INSIGHT: So, the big question remains: Is running safe and healthy for weight bearing joints?
Let's be clear, in general, studies have demonstrated that previous injury, heavy occupational workload, obesity, and the level of sport participation may play a factor in developing or progressing OA. Contradictory data exists with respect to running, wherein, running was protective in nature to bone health, and others have observed a higher risk of OA. Why? most likely due to the presence of mentioned variables in those studied.
In a more recent study (JOSPT, 2017), along with others, the researchers found that in general, running was not associated with OA in a certain population, however led to an increased association compared with runners of other populations, and variables, and in non-runners.
QUESTION: To Run, or not to Run.
Running is still considered a favorable option for bone, joint, CV and mental health! However, recreational runners have a lower incidence of OA vs competitive/elite runners as well as sedentary people, whom have demonstrated an increased association with OA. The Good news is recreational running shows protective potential on the hip and knee, whereas increased mileage, intensity and years running are shown to aide in progression of OA, and is more present in long distance/elite runners. Of course, controlling all of the other risks involved in these studies related to running are limited.

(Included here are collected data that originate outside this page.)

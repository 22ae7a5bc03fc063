use clap::Parser;
use std::path::PathBuf;

#[derive(Parser, Debug)]
#[command(author, version, about)]
pub struct Cli {
    /// Input .keymap source files, combined in order
    #[arg(required = true)]
    pub keymaps: Vec<PathBuf>,
    /// Layout-geometry .json describing the physical keys
    #[arg(long)]
    pub layout: PathBuf,
    /// Optional config .json carrying sensor metadata
    #[arg(long)]
    pub base: Option<PathBuf>,
    /// Override the configured layer order
    #[arg(long, value_delimiter = ',')]
    pub layers: Option<Vec<String>>,
    /// Output directory
    #[arg(short, long, default_value = ".")]
    pub output: PathBuf,
}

Alas, recreational running appears to be safe and healthy and somewhat protective.
In summary, running is found to have a beneﬁcial association with runners with less than 15 years of exposure and running at recreational levels. Sedentary people are more subject to OA due to lack of bone and cartilages stimulation.
Like most activity... MODERATION is Key!
PRACTICAL INTERVENTIONS: So, you want to continue running or take it up as a sport for all the health beneﬁts described? Perhaps you are experiencing limitation or want to minimized progression? Wish to continue running long distances?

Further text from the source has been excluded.